Stanford University, 1998 - $8,100

Recipient of two NCIIA grants, the Xtracycle E-Team developed a cargo bicycle conversion kit that transforms a standard bike into a "sport utility bicycle," or SUB. The kit stretches out the rear wheel behind the seat, creates a big, stable platform on top of the rear wheel for a load or a passenger, and places expandable saddlebags on either side. The bike is still lightweight and fast because the load is centered between the wheels, helping fill the void between large, cumbersome utility tricycles and small, ineffective racks and bags. Its versatility and performance make it ideal for hauling loads that were previously considered too long, too heavy, or too fragile to be transported by bicycle, from surfboards to passengers to groceries.

The team evolved from a group of students at Stanford into Xtracycle LLC (xtracycle.com), a manufacturer, educator, and vehicle for social change. The company promotes their proprietary designs as boundary-pushing bicycles and soul-satisfying alternatives to automobile dependence. Profits from Xtracycle support Worldbike (worldbike.org), a non-profit organization that seeks to make their technology available to people in developing countries.

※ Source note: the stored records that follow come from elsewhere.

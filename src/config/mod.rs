//! Per-market rate-cap configuration.
//!
//! The orchestration layer decides which markets to process; this module
//! only resolves the cap table it consults. Resolution is an explicit value
//! computation — a built-in default table merged under caller-supplied
//! overrides — with no mutable globals and no storage access.

use std::collections::BTreeMap;

/// Basis points in one whole unit.
const BPS_PER_UNIT: f64 = 10_000.0;

/// Resolved cap configuration for one market.
#[derive(Debug, Clone, PartialEq, serde::Serialize, serde::Deserialize)]
pub struct MarketCapConfig {
    /// Chain the market lives on.
    pub chain_id: u64,
    /// Cap APR as a decimal fraction, passed unchanged into the engine.
    pub cap_apr: f64,
    /// Human-readable `collateral/loan` label.
    pub label: String,
}

/// A stored per-market override, as the operator configuration supplies it.
#[derive(Debug, Clone, PartialEq, serde::Serialize, serde::Deserialize)]
pub struct MarketCapOverride {
    /// Chain the market lives on.
    pub chain_id: u64,
    /// Cap in basis points; `120` means 1.2% APR.
    pub apr_cap_bps: u32,
    /// Collateral asset symbol, for the display label.
    pub collateral_symbol: String,
    /// Loan asset symbol, for the display label.
    pub loan_symbol: String,
    /// Whether the market is enabled for processing.
    pub tracked: bool,
}

/// Converts a basis-point cap into a decimal fraction.
pub fn cap_apr_from_bps(bps: u32) -> f64 {
    bps as f64 / BPS_PER_UNIT
}

/// The built-in cap table for the initially tracked Polygon markets.
pub fn default_market_caps() -> BTreeMap<String, MarketCapConfig> {
    let defaults = [
        (
            "0x1947267c49c3629c5ed59c88c411e8cf28c4d2afdb5da046dc8e3846a4761794",
            137,
            0.011,
            "MaticX/USDC",
        ),
        (
            "0x1cfe584af3db05c7f39d60e458a87a8b2f6b5d8c6125631984ec489f1d13553b",
            137,
            0.012,
            "WBTC/USDC",
        ),
        (
            "0xb8ae474af3b91c8143303723618b31683b52e9c86566aa54c06f0bc27906bcae",
            137,
            0.012,
            "wstETH/WETH",
        ),
    ];

    defaults
        .into_iter()
        .map(|(key, chain_id, cap_apr, label)| {
            (
                key.to_string(),
                MarketCapConfig {
                    chain_id,
                    cap_apr,
                    label: label.to_string(),
                },
            )
        })
        .collect()
}

/// Resolves the effective cap table: defaults merged under overrides.
///
/// A tracked override with a positive cap replaces (or adds) its market's
/// entry; an untracked or zero-cap override removes the market entirely,
/// including any default for it. Markets without overrides keep their
/// default entries.
pub fn resolve_market_caps(
    overrides: &BTreeMap<String, MarketCapOverride>,
) -> BTreeMap<String, MarketCapConfig> {
    let mut resolved = default_market_caps();

    for (key, entry) in overrides {
        if entry.tracked && entry.apr_cap_bps > 0 {
            resolved.insert(
                key.clone(),
                MarketCapConfig {
                    chain_id: entry.chain_id,
                    cap_apr: cap_apr_from_bps(entry.apr_cap_bps),
                    label: format!("{}/{}", entry.collateral_symbol, entry.loan_symbol),
                },
            );
        } else {
            resolved.remove(key);
        }
    }

    resolved
}
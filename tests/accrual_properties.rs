//! Property-style checks on the accrual engine: window coverage, totals
//! consistency, cap dominance, determinism, and failure modes.

use approx::assert_relative_eq;

use ratecap::prelude::*;

const DAY: i64 = 86_400;
const DAY_START: i64 = 1_700_000_000;
const DAY_END: i64 = DAY_START + DAY;

fn busy_day_inputs() -> (Vec<RatePoint>, Vec<PrincipalEvent>) {
    let points = vec![
        RatePoint {
            timestamp: DAY_START - 1_800,
            apy: 0.22,
        },
        RatePoint {
            timestamp: DAY_START + 3 * 3_600,
            apy: 0.17,
        },
        RatePoint {
            timestamp: DAY_START + 11 * 3_600,
            apy: 0.26,
        },
        RatePoint {
            timestamp: DAY_START + 19 * 3_600,
            apy: 0.14,
        },
    ];
    let events = vec![
        PrincipalEvent::new(DAY_START, 150.0),
        PrincipalEvent::new(DAY_START + 7 * 3_600, -300.0),
        PrincipalEvent::new(DAY_START + 11 * 3_600, 90.0),
        PrincipalEvent::new(DAY_START + 16 * 3_600 + 17, -45.0),
        PrincipalEvent::new(DAY_END, -10.0),
    ];
    (points, events)
}

#[test]
fn segments_cover_the_window_without_gaps_or_overlaps() {
    let (points, events) = busy_day_inputs();
    let result =
        calculate_daily_reimbursement(DAY_START, DAY_END, 2_000.0, 0.10, &points, &events)
            .unwrap();

    assert_eq!(result.segments.first().unwrap().start, DAY_START);
    assert_eq!(result.segments.last().unwrap().end, DAY_END);
    for pair in result.segments.windows(2) {
        assert_eq!(pair[0].end, pair[1].start);
    }

    let total: i64 = result.segments.iter().map(|d| d.delta_seconds).sum();
    assert_eq!(total, DAY);
}

#[test]
fn totals_equal_the_sum_of_segment_details() {
    let (points, events) = busy_day_inputs();
    let result =
        calculate_daily_reimbursement(DAY_START, DAY_END, 2_000.0, 0.10, &points, &events)
            .unwrap();

    let actual_sum: f64 = result.segments.iter().map(|d| d.interest_accrued).sum();
    let capped_sum: f64 = result
        .segments
        .iter()
        .map(|d| d.capped_interest_accrued)
        .sum();

    assert_relative_eq!(result.actual_interest, actual_sum, max_relative = 1.0e-9);
    assert_relative_eq!(result.capped_interest, capped_sum, max_relative = 1.0e-9);
    assert_relative_eq!(
        result.reimbursement,
        (result.actual_interest - result.capped_interest).max(0.0),
        max_relative = 1.0e-9
    );
}

#[test]
fn identical_inputs_produce_bit_identical_results() {
    let (points, events) = busy_day_inputs();

    let first =
        calculate_daily_reimbursement(DAY_START, DAY_END, 2_000.0, 0.10, &points, &events)
            .unwrap();
    let second =
        calculate_daily_reimbursement(DAY_START, DAY_END, 2_000.0, 0.10, &points, &events)
            .unwrap();

    assert_eq!(first, second);
    assert_eq!(
        first.ending_principal.to_bits(),
        second.ending_principal.to_bits()
    );
    assert_eq!(first.reimbursement.to_bits(), second.reimbursement.to_bits());
}

#[test]
fn rates_at_or_below_the_cap_owe_nothing() {
    // Strictly below the cap all day.
    let points = vec![
        RatePoint {
            timestamp: DAY_START,
            apy: 0.04,
        },
        RatePoint {
            timestamp: DAY_START + 43_200,
            apy: 0.07,
        },
    ];
    let below =
        calculate_daily_reimbursement(DAY_START, DAY_END, 10_000.0, 0.08, &points, &[]).unwrap();
    assert_eq!(below.reimbursement, 0.0);

    // Exactly at the cap: legs agree up to rounding of the two formulas.
    let at_cap = calculate_daily_reimbursement(
        DAY_START,
        DAY_END,
        10_000.0,
        0.08,
        &[RatePoint {
            timestamp: DAY_START,
            apy: 0.08,
        }],
        &[],
    )
    .unwrap();
    assert!(at_cap.reimbursement.abs() < 1.0e-9);
}

#[test]
fn capped_leg_follows_the_actual_principal_trajectory() {
    // Deliberate approximation: the what-if leg reads principal from the
    // actual-rate path instead of compounding a shadow balance at the cap.
    let result = calculate_daily_reimbursement(
        DAY_START,
        DAY_END,
        50_000.0,
        0.05,
        &[RatePoint {
            timestamp: DAY_START,
            apy: 0.40,
        }],
        &[PrincipalEvent::new(DAY_START + 43_200, 1_000.0)],
    )
    .unwrap();

    for detail in &result.segments {
        let cap_rate = (1.0 + detail.cap_apr).ln() / SECONDS_PER_YEAR;
        let cap_growth = (cap_rate * detail.delta_seconds as f64).exp();
        assert_relative_eq!(
            detail.capped_interest_accrued,
            detail.principal_before * (cap_growth - 1.0),
            max_relative = 1.0e-12
        );
        // principal_before carries actual-rate growth, not cap-rate growth.
        assert_relative_eq!(
            detail.principal_after,
            detail.principal_before + detail.interest_accrued,
            max_relative = 1.0e-12
        );
    }
}

#[test]
fn inverted_or_empty_windows_always_fail() {
    let (points, events) = busy_day_inputs();

    let empty = calculate_daily_reimbursement(DAY_START, DAY_START, 1_000.0, 0.10, &points, &events)
        .unwrap_err();
    assert_eq!(
        empty,
        AccrualError::InvalidWindow {
            start: DAY_START,
            end: DAY_START
        }
    );

    let inverted =
        calculate_daily_reimbursement(DAY_END, DAY_START, 1_000.0, 0.10, &[], &[]).unwrap_err();
    assert!(matches!(inverted, AccrualError::InvalidWindow { .. }));
}

#[test]
fn every_normalized_event_is_applied_exactly_once() {
    let (points, events) = busy_day_inputs();
    let result =
        calculate_daily_reimbursement(DAY_START, DAY_END, 2_000.0, 0.10, &points, &events)
            .unwrap();

    let expected = normalize_events(&events, DAY_START, DAY_END);
    assert_eq!(result.events_applied, expected);
}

Both companies are targeting sustainable transportation as their ultimate goal.

Stanford University, 2007 - $49,480

International Development Enterprises (IDE) sells a wide variety of agricultural-output-increasing technology to the world's rural poor, including a popular treadle pump that increases the availability of water and raises household income by an average of $150 annually. IDE-Myanmar's sales of the pump have doubled each year since 2004, but with the scaling up of operations, managing efficient quality manufacturing in a less industrialized economy has become a pressing issue. Stanford's Design for Extreme Affordability students and faculty will work with IDE-Myanmar to design and implement a manufacturing system that enables the organization to meet its treadle pump production goals. This will involved investigating local Myanmar manufacturing conditions, designing a production system based around local needs, refining the system, and implementing it. Based on previous research, the team believes introducing an improved manufacturing process for treadle pumps will broadly improve the metalworking sector.

Summer 2009 update: Starting in late 2008, student and faculty teams held workshops at IDE-Myanmar. This team has designed and implemented a handful of jigs and fixtures, as well as set up and iterated a quality control system for metalworking firms. A quarter-long student project assisted IDE-Myanmar with process mapping and production pricing. The team has been able to analyze several rounds of QC data that they helped set up the collection of for IDE-Myanmar, which has allowed them to target areas for improvement. They plan to publish and disseminate their findings on the Burmese metalworking industry.

• Follow their progress online

Stanford University, 2004 - $18,369

This E-Team developed a device that simplifies the process of implanting Cardiac Resynchronization Therapy (CRT) devices in human hearts. CRT devices (e.g., pacemakers) are used to treat instances of congestive heart failure (CHF). Implanting them requires attaching electrical leads to the ventricular walls of the heart, which in turn cause the heart to contract at regular intervals. This E-Team's device allows surgeons to access the left ventricular wall (the harder of the two walls to reach) by passing that electrical lead through the right ventricle, rather than routing it separately into the left ventricle. This approach allows for faster procedures with fewer surgical obstacles, minimizing the chances for failure.

CHF is a major (and growing) health problem, especially in the US. While pacemakers currently improve the lives of many people with CHF, the failure rate for the implant procedure is about 8%. Furthermore, there are many patients who are too sick to undergo such major surgery. Because this device lessens the operating time and avoids the obstacles surrounding the left ventricle, it could presumably make an impact in both of these groups.

Stanford University, 2005 - $15,898

Abdominal aortic aneurysm (AAA) is a dangerous swelling of the abdominal aorta, the vascular conduit that supplies oxygenated blood to the legs. Rupture of AAAs account for 15,000 deaths annually in the US. Open surgical repair of AAAs is currently the gold standard therapy, but comes with significant drawbacks: mid-procedure mortality rates range from 1.4-7.6%, and a number of patients are ineligible for the surgery because they cannot tolerate its invasiveness. As an alternative to open surgical repair, many new stent-grafts have been developed that slide into the aorta and essentially exclude the aneurysm from circulation. These devices are seen as a promising treatment that could reduce mortality rates, patient recovery time, and procedural costs, yet current stent-grafts are suboptimal: only about half of AAA patients are eligible for stent-graft treatment because of the varying anatomy of aneurysms, and the stent-grafts themselves suffer from long-term durability issues involving leaking and the migration of the devices from the site of the aneurysm. To address these issues this E-Team proposes to develop a stent-graft with an adhesive delivery platform that actively seals the stent-graft and fixes it securely in place in the aorta.

Update: the team, now incorporated as Endoluminal Sciences, has received $2 million in venture capital funding and is moving toward clinical trials.